Three years ago I discovered that our local charity had just spent badly needed funding on installing Novell on the server (actually a good choice in the circumstances) and NT4 on all their workstations. They felt they had no choice because all their workers needed access to the finance system. Although they got education discount for Windows, it was still a significant slice of budget.
It's now 3 years later. Is it possible to run mainstream integrated accounts suites like Peachtree, Sage or MYOB on Linux? Because, if so, that could be the killer app for small charities and churches. OO/SO is now beginning to get really good application integration (I really think I can recommend SO6.1 to businesses when it's released).
Panurge has posted for the last time. Thanks for the positive moderations.
Did they break out into German Techno dancing like on Sprockets ??

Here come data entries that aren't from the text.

//! Section 3.8 - SUBSCRIBE
//!
//! Tests for SUBSCRIBE packet validation and behavior.

use std::net::SocketAddr;
use std::time::Duration;

use crate::mqtt_conformance::{next_port, start_broker, test_config, RawClient, CONNECT_V311};

// ============================================================================
// [MQTT-3.8.1-1] SUBSCRIBE Flags Must Be 0010
// ============================================================================

#[tokio::test]
async fn test_mqtt_3_8_1_1_subscribe_invalid_flags_closes() {
    let port = next_port();
    let config = test_config(port);
    let broker_handle = start_broker(config).await;

    let mut client = RawClient::connect(SocketAddr::from(([127, 0, 0, 1], port))).await;
    client.send_raw(&CONNECT_V311).await;
    let _ = client.recv_raw(1000).await;

    // SUBSCRIBE with flags = 0000 (should be 0010)
    let invalid_subscribe = [
        0x80, 0x09, // Wrong flags (0x80 instead of 0x82)
        0x00, 0x01, 0x00, 0x04, b't', b'e', b's', b't', 0x00,
    ];
    client.send_raw(&invalid_subscribe).await;

    // Server MUST close connection [MQTT-3.8.1-1]
    assert!(
        client.expect_disconnect(1000).await,
        "Server MUST close connection on invalid SUBSCRIBE flags [MQTT-3.8.1-1]"
    );

    broker_handle.abort();
}

// ============================================================================
// [MQTT-3.8.3-3] SUBSCRIBE Must Have At Least One Topic Filter
// ============================================================================

#[tokio::test]
async fn test_mqtt_3_8_3_3_subscribe_no_topics_closes() {
    let port = next_port();
    let config = test_config(port);
    let broker_handle = start_broker(config).await;

    let mut client = RawClient::connect(SocketAddr::from(([127, 0, 0, 1], port))).await;
    client.send_raw(&CONNECT_V311).await;
    let _ = client.recv_raw(1000).await;

    // SUBSCRIBE with no topic filters
    let invalid_subscribe = [
        0x82, 0x02, // SUBSCRIBE
        0x00, 0x01, // Packet ID only, no topics
    ];
    client.send_raw(&invalid_subscribe).await;

    // Server MUST close connection [MQTT-3.8.3-3]
    assert!(
        client.expect_disconnect(1000).await,
        "Server MUST close connection on empty SUBSCRIBE [MQTT-3.8.3-3]"
    );

    broker_handle.abort();
}

// ============================================================================
// [MQTT-3.8.4-3] Subscription Replacement Resends Retained
// ============================================================================

#[tokio::test]
async fn test_mqtt_3_8_4_3_subscription_replacement() {
    let port = next_port();
    let config = test_config(port);
    let broker_handle = start_broker(config).await;

    let mut client = RawClient::connect(SocketAddr::from(([127, 0, 0, 1], port))).await;
    let connect = [
        0x10, 0x0D, 0x00, 0x04, b'M', b'Q', b'T', b'T', 0x04, 0x02, 0x00, 0x3C, 0x00, 0x01, b'r',
    ];
    client.send_raw(&connect).await;
    let _ = client.recv_raw(1000).await;

    // Publish retained message
    // Topic = "replace" (7 chars), payload = "hi" (2 chars)
    // Remaining = 2 + 7 + 2 = 11 = 0x0B
    let publish = [
        0x31, 0x0B, 0x00, 0x07, b'r', b'e', b'p', b'l', b'a', b'c', b'e', // Topic
        b'h', b'i',
    ];
    client.send_raw(&publish).await;

    tokio::time::sleep(Duration::from_millis(50)).await;

    // Subscribe with QoS 0
    let subscribe1 = [
        0x82, 0x0C, 0x00, 0x01, 0x00, 0x07, b'r', b'e', b'p', b'l', b'a', b'c', b'e', 0x00,
    ];
    client.send_raw(&subscribe1).await;
    let _ = client.recv_raw(1000).await; // SUBACK
    let _ = client.recv_raw(500).await; // Retained message

    // Subscribe again with QoS 1 - should replace and resend retained
    let subscribe2 = [
        0x82, 0x0C, 0x00, 0x02, 0x00, 0x07, b'r', b'e', b'p', b'l', b'a', b'c', b'e', 0x01,
    ];
    client.send_raw(&subscribe2).await;

    // We expect SUBACK and retained message (may arrive in either order)
    let mut got_suback = false;
    let mut got_retained = false;

    for _ in 0..2 {
        if let Some(data) = client.recv_raw(1000).await {
            if data[0] == 0x90 {
                got_suback = true;
                assert_eq!(data[4], 0x01, "Should grant QoS 1");
            } else if data[0] & 0xF0 == 0x30 {
                got_retained = true;
            }
        }
    }

    assert!(got_suback, "Should receive SUBACK");
    assert!(
        got_retained,
        "Retained MUST be re-sent on subscription replacement [MQTT-3.8.4-3]"
    );

    broker_handle.abort();
}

How can he be surprised about the girls ?
:)
There are plenty of girls and women in Europe, who are not kept locked away in the bedroom and kitchen. No matter what you do, there are always some, no matter if it is skydiving, diving, or computer parties (ok, computer parties might have the lowest amount of women).
Teach american women to be more independent
Do the coordinators yell, "Ollie-ollie-outs-n-free!"?
--
"Outlook not so good." That magic 8-ball knows everything! I'll ask about Exchange Server next.
... not since I bought a math coprocessor for my 386sx. Now my machine really flys.